Movshon and colleagues constructed a stimulus that can logically be seen as either a single, moving plaid, or as two sine gratings sliding over each other. They discovered that some MT neurons were capable of ﬁnding the overall plaid direction, which requires integrating information from the individual gratings. They called these ‘pattern cells’ (Movshon et al. 1985). From those studies, we cannot tell how the integration is done, only that it is done. But recently Pack and Born created stimuli that appear to be moving in the wrong direction if one simply takes their vector average. Responding to these stimuli, MT neurons computed the correct direction, or at least came close to it, which indicates one of the three nonlinear computations mentioned above. Remarkably, this semi-exact solution required some 140 msec to compute, and in the meantime, the neurons generated a vector average result. Thus, MT neurons compute a fast, approximate solution followed by a slower, more accurate solution.

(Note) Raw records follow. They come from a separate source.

use std::cell::{Cell, RefCell};
use std::rc::Rc;

use toroid::color::{self, Color};
use toroid::{
    Behavior, BoundingBox, ColorHeapError, Draggable, Ecs, Entity, EventCallbacks, EventKind,
    Frame, HitboxColor, HitboxComponent, HitboxId, HitboxPatch, Hoverable, InputEvent,
    InteractionManager, Pressable, SpriteError, SpriteImage, Vec2,
};

use crate::app::config::{ButtonLayout, WindowLayout};

pub(crate) const HEADER_HEIGHT: f32 = 30.0;
/// Window `i` uses `base + 2i` for its body and the next layer for its header.
pub(crate) const WINDOW_LAYER_BASE: i32 = 60;
pub(crate) const BUTTON_LAYER: i32 = 50;
pub(crate) const RING_LAYER: i32 = 40;
pub(crate) const FIELD_LAYER: i32 = 30;
pub(crate) const FIELD_MAX_CHARS: usize = 24;

const HEADER_SHADE: Color = Color::rgba(36, 40, 52, 255);
const HEADER_HOVER_SHADE: Color = Color::rgba(58, 64, 84, 255);
const DRAG_OUTLINE: Color = color::YELLOW;
const BUTTON_IDLE: Color = Color::rgba(64, 120, 90, 255);
const BUTTON_HOVER: Color = Color::rgba(84, 156, 118, 255);
const BUTTON_PRESSED: Color = Color::rgba(40, 80, 60, 255);
const PIP_COLOR: Color = color::WHITE;
const RING_IDLE: [u8; 4] = [200, 140, 60, 255];
const RING_ACTIVE: [u8; 4] = [90, 180, 230, 255];
const FIELD_BACKGROUND: Color = Color::rgba(24, 24, 30, 255);
const FIELD_BORDER: Color = Color::rgba(90, 90, 100, 255);
const FIELD_FOCUS_BORDER: Color = color::GREEN;
const FIELD_GLYPH: Color = Color::rgba(220, 220, 230, 255);

pub(crate) struct DesktopWindow {
    drag: Draggable,
    header_hover: Hoverable,
    layer: i32,
    fill: Color,
    body_id: HitboxId,
    header_id: HitboxId,
    was_dragging: bool,
}

impl DesktopWindow {
    pub(crate) fn new(index: usize, layout: &WindowLayout) -> Self {
        let [r, g, b] = layout.rgb;
        Self {
            drag: Draggable::new(Vec2::new(layout.x, layout.y), layout.width, layout.height)
                .with_grab_height(HEADER_HEIGHT),
            header_hover: Hoverable::new(),
            layer: WINDOW_LAYER_BASE + 2 * index as i32,
            fill: Color::rgba(r, g, b, 255),
            body_id: HitboxId::from(format!("window:{index}:body")),
            header_id: HitboxId::from(format!("window:{index}:header")),
            was_dragging: false,
        }
    }

    pub(crate) fn register(
        &self,
        interaction: &mut InteractionManager,
    ) -> Result<(), ColorHeapError> {
        let body_color = interaction.allocate_color()?;
        let drag = self.drag.clone();
        interaction.upsert_hitbox(
            self.body_id.clone(),
            HitboxPatch::new()
                .layer(self.layer)
                .bounding_box(move || Some(drag.bounds()))
                .color(body_color),
        );

        let header_color = interaction.allocate_color()?;
        let mut header = self.drag.hitbox_patch(self.layer + 1, header_color);
        if let Some(callbacks) = header.callbacks.as_mut() {
            self.header_hover.install(callbacks);
        }
        interaction.upsert_hitbox(self.header_id.clone(), header);
        Ok(())
    }

    pub(crate) fn position(&self) -> Vec2 {
        self.drag.position()
    }

    pub(crate) fn is_dragging(&self) -> bool {
        self.drag.is_dragging()
    }

    pub(crate) fn header_id(&self) -> &HitboxId {
        &self.header_id
    }

    /// Position where a drag ended since the last poll.
    pub(crate) fn poll_drop(&mut self) -> Option<Vec2> {
        let dragging = self.is_dragging();
        let dropped = self.was_dragging && !dragging;
        self.was_dragging = dragging;
        dropped.then(|| self.position())
    }

    pub(crate) fn render(&self, frame: &mut Frame<'_>) {
        let bounds = self.drag.bounds();
        frame.fill_box(&bounds, self.fill);
        let header_shade = if self.header_hover.is_hovered() {
            HEADER_HOVER_SHADE
        } else {
            HEADER_SHADE
        };
        frame.fill_box(&self.drag.grab_bounds(), header_shade);
        if self.drag.is_dragging() {
            frame.stroke_box(&bounds, DRAG_OUTLINE);
        }
    }
}

pub(crate) struct Button {
    id: HitboxId,
    bounds: BoundingBox,
    hover: Hoverable,
    press: Pressable,
}

impl Button {
    pub(crate) fn new(index: usize, layout: &ButtonLayout) -> Self {
        let bounds = BoundingBox::from_rect(layout.x, layout.y, layout.width, layout.height);
        Self {
            id: HitboxId::from(format!("button:{index}")),
            bounds,
            hover: Hoverable::new(),
            press: Pressable::new(Rc::new(move || Some(bounds))),
        }
    }

    pub(crate) fn register(
        &self,
        interaction: &mut InteractionManager,
    ) -> Result<(), ColorHeapError> {
        let mut callbacks = EventCallbacks::new();
        self.hover.install(&mut callbacks);
        self.press.install(&mut callbacks);
        let color = interaction.allocate_color()?;
        interaction.upsert_hitbox(
            self.id.clone(),
            HitboxPatch::new()
                .layer(BUTTON_LAYER)
                .fixed_box(self.bounds)
                .color(color)
                .callbacks(callbacks),
        );
        Ok(())
    }

    pub(crate) fn presses(&self) -> u32 {
        self.press.presses()
    }

    pub(crate) fn render(&self, frame: &mut Frame<'_>) {
        let fill = if self.press.is_pressed() {
            BUTTON_PRESSED
        } else if self.hover.is_hovered() {
            BUTTON_HOVER
        } else {
            BUTTON_IDLE
        };
        frame.fill_box(&self.bounds, fill);

        // One pip per completed press, wrapping back after a full row.
        let pip_slots = ((self.bounds.width() - 8.0) / 6.0).max(1.0) as u32;
        let pips = self.press.presses() % (pip_slots + 1);
        for pip in 0..pips {
            let x = self.bounds.nw.x + 4.0 + pip as f32 * 6.0;
            let pip_box = BoundingBox::from_rect(x, self.bounds.se.y - 8.0, 3.0, 3.0);
            frame.fill_box(&pip_box, PIP_COLOR);
        }
    }
}

/// Ring-shaped sprite whose transparent middle lets clicks through.
pub(crate) struct RingSprite {
    top_left: Vec2,
    idle: SpriteImage,
    active: SpriteImage,
    toggled: Rc<Cell<bool>>,
}

impl RingSprite {
    pub(crate) const ID: &'static str = "ring";

    pub(crate) fn new(top_left: Vec2, diameter: u32) -> Result<Self, SpriteError> {
        Ok(Self {
            top_left,
            idle: ring_sprite("procedural:ring", diameter, RING_IDLE)?,
            active: ring_sprite("procedural:ring-active", diameter, RING_ACTIVE)?,
            toggled: Rc::new(Cell::new(false)),
        })
    }

    pub(crate) fn register(
        &self,
        interaction: &mut InteractionManager,
    ) -> Result<(), ColorHeapError> {
        let color = interaction.allocate_color()?;
        let toggled = Rc::clone(&self.toggled);
        interaction.upsert_hitbox(
            Self::ID,
            HitboxPatch::new()
                .layer(RING_LAYER)
                .fixed_box(self.bounds())
                .image(self.idle.clone())
                .color(color)
                .on(EventKind::Click, move |_| toggled.set(!toggled.get())),
        );
        Ok(())
    }

    pub(crate) fn bounds(&self) -> BoundingBox {
        BoundingBox::from_rect(
            self.top_left.x,
            self.top_left.y,
            self.idle.width() as f32,
            self.idle.height() as f32,
        )
    }

    pub(crate) fn is_toggled(&self) -> bool {
        self.toggled.get()
    }

    pub(crate) fn render(&self, frame: &mut Frame<'_>) {
        let sprite = if self.toggled.get() {
            &self.active
        } else {
            &self.idle
        };
        frame.draw_sprite(sprite, self.top_left);
    }
}

fn ring_sprite(source: &str, diameter: u32, rgba: [u8; 4]) -> Result<SpriteImage, SpriteError> {
    let center = diameter as f32 / 2.0;
    let outer = center;
    let inner = center * 0.45;
    let mut pixels = Vec::with_capacity(diameter as usize * diameter as usize * 4);
    for y in 0..diameter {
        for x in 0..diameter {
            let dx = x as f32 + 0.5 - center;
            let dy = y as f32 + 0.5 - center;
            let distance = (dx * dx + dy * dy).sqrt();
            if distance >= inner && distance <= outer {
                pixels.extend_from_slice(&rgba);
            } else {
                pixels.extend_from_slice(&[0, 0, 0, 0]);
            }
        }
    }
    SpriteImage::from_rgba(source, diameter, diameter, pixels)
}

/// Single-line input backed by an ECS entity; keyboard events reach it once
/// it holds keyboard focus.
pub(crate) struct TextField {
    entity: Entity,
    bounds: BoundingBox,
    text: Rc<RefCell<String>>,
    focus_requested: Rc<Cell<bool>>,
}

impl TextField {
    pub(crate) fn spawn(ecs: &mut Ecs, bounds: BoundingBox, color: HitboxColor) -> Self {
        let text = Rc::new(RefCell::new(String::new()));
        let focus_requested = Rc::new(Cell::new(false));

        let requested = Rc::clone(&focus_requested);
        let edited = Rc::clone(&text);
        let callbacks = EventCallbacks::new()
            .on(EventKind::MouseDown, move |_| requested.set(true))
            .on(EventKind::KeyDown, move |event: &InputEvent| {
                if let Some(key) = event.key.as_deref() {
                    apply_key(&mut edited.borrow_mut(), key);
                }
            });

        let entity = ecs.add_entity();
        ecs.add_component(
            entity,
            HitboxComponent {
                layer: FIELD_LAYER,
                bounding_box: Some(Rc::new(move || Some(bounds))),
                color: Some(color),
                callbacks,
                ..HitboxComponent::default()
            },
        );

        Self {
            entity,
            bounds,
            text,
            focus_requested,
        }
    }

    pub(crate) fn hitbox_id(&self) -> HitboxId {
        HitboxId::Entity(self.entity)
    }

    pub(crate) fn take_focus_request(&self) -> bool {
        self.focus_requested.replace(false)
    }

    pub(crate) fn text(&self) -> String {
        self.text.borrow().clone()
    }

    pub(crate) fn render(&self, frame: &mut Frame<'_>, focused: bool) {
        frame.fill_box(&self.bounds, FIELD_BACKGROUND);
        let border = if focused { FIELD_FOCUS_BORDER } else { FIELD_BORDER };
        frame.stroke_box(&self.bounds, border);

        let glyph_height = (self.bounds.height() - 12.0).max(2.0);
        let char_count = self.text.borrow().chars().count();
        for index in 0..char_count {
            let x = self.bounds.nw.x + 6.0 + index as f32 * 10.0;
            let glyph = BoundingBox::from_rect(x, self.bounds.nw.y + 6.0, 6.0, glyph_height);
            frame.fill_box(&glyph, FIELD_GLYPH);
        }
    }
}

pub(crate) fn apply_key(text: &mut String, key: &str) {
    if key == "Backspace" {
        text.pop();
        return;
    }
    let mut chars = key.chars();
    if let (Some(ch), None) = (chars.next(), chars.next()) {
        if !ch.is_control() && text.chars().count() < FIELD_MAX_CHARS {
            text.push(ch);
        }
    }
}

Any operation by MT that combines multiple inputs risks crossing object boundaries. Since it is generally useless to know the ‘overall’ direction of independent objects, it is critical that MT conﬁne its integrative operations to a particular, coherently moving object. Several lines of evidence suggest that MT neurons constrain their integration in this way. First, MT neurons have antagonistic regions surrounding their (classical) receptive ﬁelds that tend to suppress responsiveness when stimuli are uniform in their direction, speed, and/or disparity (depth) (Allman et al. 1985, Bradley and Andersen 1998). That is, neurons tend to be more active when their receptive ﬁelds detect discontinuities, and thus probable object boundaries. Second, the mutual cancellation of preferred-and non-preferred direction signals in MT (suggesting that they are being integrated) decreases or disappears when the movements occur at diﬀerent depths (Bradley et al. 1995). This makes sense in that cues from diﬀerent depths are probably from diﬀerent objects. Finally, the ability of MT neurons to extract coherent motion signal from noise is facilitated by color cues that separate the noise from the genuine signal (Croner and Albright 1999).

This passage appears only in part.